AI has the potential to enhance decision-making by providing employees with personalized information and guidance. This is particularly valuable for workers in critical operational roles where making the right decisions can significantly impact the company’s bottom line.

An example of this is the improvement in equipment maintenance through the use of “digital twins” – virtual models of physical equipment. General Electric (GE) creates software models of its turbines and other industrial products, continuously updating them with real-time operating data. By collecting data from a large number of machines in the field, GE has acquired a wealth of information on normal and abnormal performance. Their Predix application, powered by machine-learning algorithms, can now predict potential failures of specific parts in individual machines.

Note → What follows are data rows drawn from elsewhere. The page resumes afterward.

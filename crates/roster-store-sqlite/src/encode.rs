//! Encoding and decoding between [`roster_core::Value`] and the SQLite
//! column representations.
//!
//! Booleans are stored as `0`/`1`. Decimals are stored as text already
//! rescaled to two places, so equality filters compare exactly. Dates use
//! `YYYY-MM-DD`, datetimes ISO 8601 with optional fractional seconds. Genders
//! are stored by full name and the locker log as compact JSON.

use chrono::NaiveDateTime;
use rusqlite::types::Value as SqlValue;
use rust_decimal::Decimal;

use roster_core::{
  Gender, Record, Value,
  schema::{Field, FieldType, Schema},
  timestamp::{DATE_FORMAT, parse_date, parse_datetime},
  value::LockerLogEntry,
};

use crate::{Error, Result};

/// Storage format for datetimes.
pub const DATETIME_FORMAT: &str = "%Y-%m-%dT%H:%M:%S%.f";

// ─── Encode ──────────────────────────────────────────────────────────────────

pub fn encode_dt(dt: NaiveDateTime) -> String { dt.format(DATETIME_FORMAT).to_string() }

/// Convert a field value to an owned SQLite value.
pub fn encode_value(value: &Value) -> Result<SqlValue> {
  Ok(match value {
    Value::Null => SqlValue::Null,
    Value::Integer(i) => SqlValue::Integer(*i),
    Value::Text(s) => SqlValue::Text(s.clone()),
    Value::Bool(b) => SqlValue::Integer(i64::from(*b)),
    Value::Decimal(d) => SqlValue::Text(d.to_string()),
    Value::Date(d) => SqlValue::Text(d.format(DATE_FORMAT).to_string()),
    Value::DateTime(dt) => SqlValue::Text(encode_dt(*dt)),
    Value::Blob(bytes) => SqlValue::Blob(bytes.clone()),
    Value::Gender(g) => SqlValue::Text(g.to_string()),
    Value::LockerLog(entries) => SqlValue::Text(serde_json::to_string(entries)?),
  })
}

/// The `(column, value)` pairs for every field present in `record`, in
/// schema order.
pub fn encode_columns(schema: &Schema, record: &Record) -> Result<Vec<(&'static str, SqlValue)>> {
  schema
    .fields
    .iter()
    .filter_map(|f| record.get(f.name).map(|v| (f.column, v)))
    .map(|(column, value)| Ok((column, encode_value(value)?)))
    .collect()
}

// ─── Raw rows ────────────────────────────────────────────────────────────────

/// A row as read inside the connection closure: the id followed by one
/// column per schema field, undecoded.
pub struct RawRow {
  pub id:      i64,
  pub columns: Vec<SqlValue>,
}

impl RawRow {
  pub fn from_row(row: &rusqlite::Row<'_>, width: usize) -> rusqlite::Result<Self> {
    let id = row.get(0)?;
    let columns = (1..=width).map(|i| row.get(i)).collect::<rusqlite::Result<_>>()?;
    Ok(Self { id, columns })
  }

  pub fn decode(self, schema: &Schema) -> Result<Record> {
    let mut record = Record::with_id(self.id);
    for (field, raw) in schema.fields.iter().zip(self.columns) {
      record.set(field.name, decode_value(schema, field, raw)?);
    }
    Ok(record)
  }
}

// ─── Decode ──────────────────────────────────────────────────────────────────

fn decode_value(schema: &Schema, field: &Field, raw: SqlValue) -> Result<Value> {
  let fail = |message: String| Error::Decode {
    table: schema.table,
    column: field.column,
    message,
  };
  let mismatch = |raw: &SqlValue| fail(format!("unexpected {:?}", raw.data_type()));

  if raw == SqlValue::Null {
    return Ok(Value::Null);
  }

  let value = match (field.ty, raw) {
    (FieldType::Integer | FieldType::Reference(_), SqlValue::Integer(i)) => {
      Value::Integer(i)
    }
    (FieldType::Text | FieldType::Email, SqlValue::Text(s)) => Value::Text(s),
    (FieldType::Text | FieldType::Email, SqlValue::Integer(i)) => Value::Text(i.to_string()),
    (FieldType::Bool, SqlValue::Integer(i)) => Value::Bool(i != 0),
    (FieldType::Decimal, SqlValue::Text(s)) => {
      let mut d: Decimal = s.parse().map_err(|e| fail(format!("{e}")))?;
      d.rescale(2);
      Value::Decimal(d)
    }
    (FieldType::Decimal, SqlValue::Integer(i)) => {
      let mut d = Decimal::from(i);
      d.rescale(2);
      Value::Decimal(d)
    }
    (FieldType::Date, SqlValue::Text(s)) => {
      Value::Date(parse_date(&s).ok_or_else(|| fail(format!("bad date {s:?}")))?)
    }
    (FieldType::DateTime, SqlValue::Text(s)) => Value::DateTime(
      parse_datetime(&s).ok_or_else(|| fail(format!("bad datetime {s:?}")))?,
    ),
    (FieldType::Blob, SqlValue::Blob(bytes)) => Value::Blob(bytes),
    (FieldType::Gender, SqlValue::Text(s)) => Value::Gender(
      s.parse::<Gender>().map_err(|_| fail(format!("bad gender {s:?}")))?,
    ),
    (FieldType::LockerLog, SqlValue::Text(s)) => {
      Value::LockerLog(serde_json::from_str::<Vec<LockerLogEntry>>(&s)?)
    }
    (_, other) => return Err(mismatch(&other)),
  };
  Ok(value)
}
//! Static field tables, one [`Schema`] per [`ResourceKind`].
//!
//! The schema is the single description of an entity: the payload validator,
//! the filter builder, the JSON encoder and the SQLite backend all walk it.
//! Field names are the JSON names; `column` is the storage column.

use crate::resource::ResourceKind;

// ─── Field types ─────────────────────────────────────────────────────────────

/// The scalar type of a field.
#[derive(Debug, Clone, Copy, PartialEq, Eq)]
pub enum FieldType {
  Integer,
  Text,
  /// Text that must look like an email address.
  Email,
  Bool,
  /// Fixed-point, two decimal places, at most ten digits.
  Decimal,
  Date,
  DateTime,
  /// Opaque bytes; base64 text at the JSON boundary.
  Blob,
  Gender,
  /// Nullable foreign key holding the id of another record.
  Reference(ResourceKind),
  /// The locker audit trail, stored as an embedded JSON list.
  LockerLog,
}

/// How a query parameter for this field is matched.
#[derive(Debug, Clone, Copy, PartialEq, Eq)]
pub enum Match {
  Exact,
  /// Case-insensitive substring.
  Contains,
  /// The field cannot appear in a filter.
  Never,
}

// ─── Field ───────────────────────────────────────────────────────────────────

#[derive(Debug, Clone, Copy)]
pub struct Field {
  pub name:      &'static str,
  pub column:    &'static str,
  pub ty:        FieldType,
  /// Must be present (and non-blank) on create.
  pub required:  bool,
  pub nullable:  bool,
  /// Set by the system; silently dropped from inbound payloads.
  pub read_only: bool,
  /// Value used on create when a boolean field is omitted.
  pub default:   Option<bool>,
  pub matching:  Match,
}

impl Field {
  const fn new(name: &'static str, ty: FieldType) -> Self {
    let matching = match ty {
      FieldType::Blob | FieldType::LockerLog => Match::Never,
      _ => Match::Exact,
    };
    Self {
      name,
      column: name,
      ty,
      required: false,
      nullable: true,
      read_only: false,
      default: None,
      matching,
    }
  }

  const fn required(self) -> Self {
    Self { required: true, nullable: false, ..self }
  }

  const fn read_only(self) -> Self { Self { read_only: true, ..self } }

  /// Non-null boolean with a default.
  const fn flag(self, default: bool) -> Self {
    Self { default: Some(default), nullable: false, ..self }
  }

  /// Nullable boolean with a default.
  const fn nullable_flag(self, default: bool) -> Self {
    Self { default: Some(default), ..self }
  }

  const fn contains(self) -> Self { Self { matching: Match::Contains, ..self } }

  const fn column(self, column: &'static str) -> Self {
    Self { column, ..self }
  }
}

const fn text(name: &'static str) -> Field { Field::new(name, FieldType::Text) }

const fn boolean(name: &'static str) -> Field { Field::new(name, FieldType::Bool) }

const fn blob(name: &'static str) -> Field { Field::new(name, FieldType::Blob) }

const fn reference(
  name: &'static str,
  column: &'static str,
  target: ResourceKind,
) -> Field {
  Field::new(name, FieldType::Reference(target)).column(column)
}

// ─── Schema ──────────────────────────────────────────────────────────────────

#[derive(Debug)]
pub struct Schema {
  pub kind:       ResourceKind,
  pub table:      &'static str,
  /// Every field except `id`, in storage order.
  pub fields:     &'static [Field],
  /// Column sorted on by `order_by=latest|earlier`.
  pub recency:    &'static str,
  /// Whether clients may choose ids on create. When `false` the store
  /// assigns them.
  pub client_ids: bool,
}

impl Schema {
  pub fn field(&self, name: &str) -> Option<&'static Field> {
    self.fields.iter().find(|f| f.name == name)
  }

  /// Fields that reference another kind, with their targets.
  pub fn references(&self) -> impl Iterator<Item = (&'static Field, ResourceKind)> {
    self.fields.iter().filter_map(|f| match f.ty {
      FieldType::Reference(target) => Some((f, target)),
      _ => None,
    })
  }
}

// ─── Tables ──────────────────────────────────────────────────────────────────

pub static SHIFT: Schema = Schema {
  kind:       ResourceKind::Shift,
  table:      "shifts",
  fields:     &[text("shift_desc").required()],
  recency:    "id",
  client_ids: true,
};

pub static ROLE: Schema = Schema {
  kind:       ResourceKind::Role,
  table:      "person_roles",
  fields:     &[text("role_desc").required()],
  recency:    "id",
  client_ids: true,
};

pub static MEMBERSHIP_TYPE: Schema = Schema {
  kind:       ResourceKind::MembershipType,
  table:      "membership_types",
  fields:     &[text("membership_type_desc").required()],
  recency:    "id",
  client_ids: true,
};

pub static USER: Schema = Schema {
  kind:       ResourceKind::User,
  table:      "users",
  fields:     &[
    reference("person", "person_id", ResourceKind::Person),
    text("username"),
    text("password"),
    boolean("is_admin").flag(false),
    reference("shift", "shift_id", ResourceKind::Shift),
    boolean("is_active").flag(true),
    Field::new("creation_datetime", FieldType::DateTime).read_only(),
  ],
  recency:    "creation_datetime",
  client_ids: true,
};

pub static PERSON: Schema = Schema {
  kind:       ResourceKind::Person,
  table:      "persons",
  fields:     &[
    text("first_name"),
    text("last_name"),
    text("full_name").contains(),
    text("father_name"),
    Field::new("gender", FieldType::Gender),
    text("national_code"),
    text("nidentity"),
    blob("person_image"),
    blob("thumbnail_image"),
    text("birth_date"),
    text("tel"),
    text("mobile"),
    Field::new("email", FieldType::Email),
    text("education"),
    text("job"),
    boolean("has_insurance").nullable_flag(false),
    text("insurance_no"),
    text("ins_start_date"),
    text("ins_end_date"),
    text("address"),
    boolean("has_parrent").flag(false),
    text("team_name"),
    reference("shift", "shift_id", ResourceKind::Shift),
    reference("user", "user_id", ResourceKind::User),
    Field::new("creation_datetime", FieldType::DateTime).read_only(),
    text("modifier"),
    text("modification_datetime"),
  ],
  recency:    "creation_datetime",
  client_ids: true,
};

pub static MEMBER: Schema = Schema {
  kind:       ResourceKind::Member,
  table:      "members",
  fields:     &[
    text("card_no"),
    reference("person", "person_id", ResourceKind::Person),
    reference("role", "role_id", ResourceKind::Role),
    reference("user", "user_id", ResourceKind::User),
    reference("shift", "shift_id", ResourceKind::Shift),
    boolean("is_black_list").flag(false),
    text("box_radif_no"),
    boolean("has_finger").nullable_flag(true),
    Field::new("membership_datetime", FieldType::DateTime),
    text("modifier"),
    text("modification_datetime"),
    boolean("is_family").nullable_flag(false),
    Field::new("max_debit", FieldType::Decimal),
    blob("minutiae"),
    blob("minutiae2"),
    blob("minutiae3"),
    Field::new("salary", FieldType::Decimal),
    blob("face_template_1"),
    blob("face_template_2"),
    blob("face_template_3"),
    blob("face_template_4"),
    blob("face_template_5"),
  ],
  recency:    "id",
  client_ids: true,
};

pub static LOCKER: Schema = Schema {
  kind:       ResourceKind::Locker,
  table:      "lockers",
  fields:     &[
    boolean("is_vip").flag(false),
    boolean("is_open").flag(false),
    Field::new("log", FieldType::LockerLog),
    reference("user", "person_id", ResourceKind::Person),
    text("full_name").contains(),
  ],
  recency:    "id",
  client_ids: false,
};

pub static LOG: Schema = Schema {
  kind:       ResourceKind::Log,
  table:      "logs",
  fields:     &[
    reference("user", "member_id", ResourceKind::Member).required(),
    text("full_name").contains(),
    boolean("is_online").flag(true),
    Field::new("entry_time", FieldType::DateTime).read_only(),
    Field::new("exit_time", FieldType::DateTime).read_only(),
  ],
  recency:    "id",
  client_ids: false,
};

pub static PAYMENT: Schema = Schema {
  kind:       ResourceKind::Payment,
  table:      "payments",
  fields:     &[
    reference("user", "person_id", ResourceKind::Person),
    Field::new("price", FieldType::Integer),
    Field::new("payment_date", FieldType::Date).read_only(),
    text("duration").contains(),
    text("paid_method").contains(),
    text("payment_status").contains(),
    text("full_name").contains(),
  ],
  recency:    "id",
  client_ids: false,
};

This technology has transformed the decision-intensive process of maintaining industrial equipment. For instance, Predix can identify unexpected wear and tear in a turbine’s rotor, analyze its operational history, report the increased damage over time, and provide a warning that without action, the rotor may lose a significant portion of its remaining useful life. The system can then suggest appropriate actions, taking into account the machine’s current condition, the operating environment, and aggregated data on similar damage and repairs. Predix also generates information on the costs, financial benefits, and includes a confidence level (e.g., 95%) for the assumptions made in its analysis.

Without Predix, workers would likely only detect rotor damage during routine maintenance checks, possibly leading to a costly shutdown if the damage goes unnoticed. With Predix, maintenance workers are alerted to potential issues before they escalate, equipped with the necessary information to make informed decisions that can save GE millions of dollars in some cases.

Wrapping Up with Conclusion

The majority of activities at the interface between humans and machines require individuals to engage in new and different tasks (e.g., training a chatbot) and to approach familiar tasks in a different manner (e.g., utilizing the chatbot to deliver improved customer service). However, in our surveys, we have observed that only a small fraction of companies have begun to envision and optimize their business processes for collaborative intelligence. It is evident that organizations focusing solely on automating tasks to replace workers will fail to harness the full potential of AI. Such a strategy is fundamentally flawed. The future’s successful leaders will be those who embrace collaborative intelligence, transforming not only their operations, markets, and industries but also their workforces. This paradigm shift is crucial for unlocking the true benefits of AI and capitalizing on its transformative power.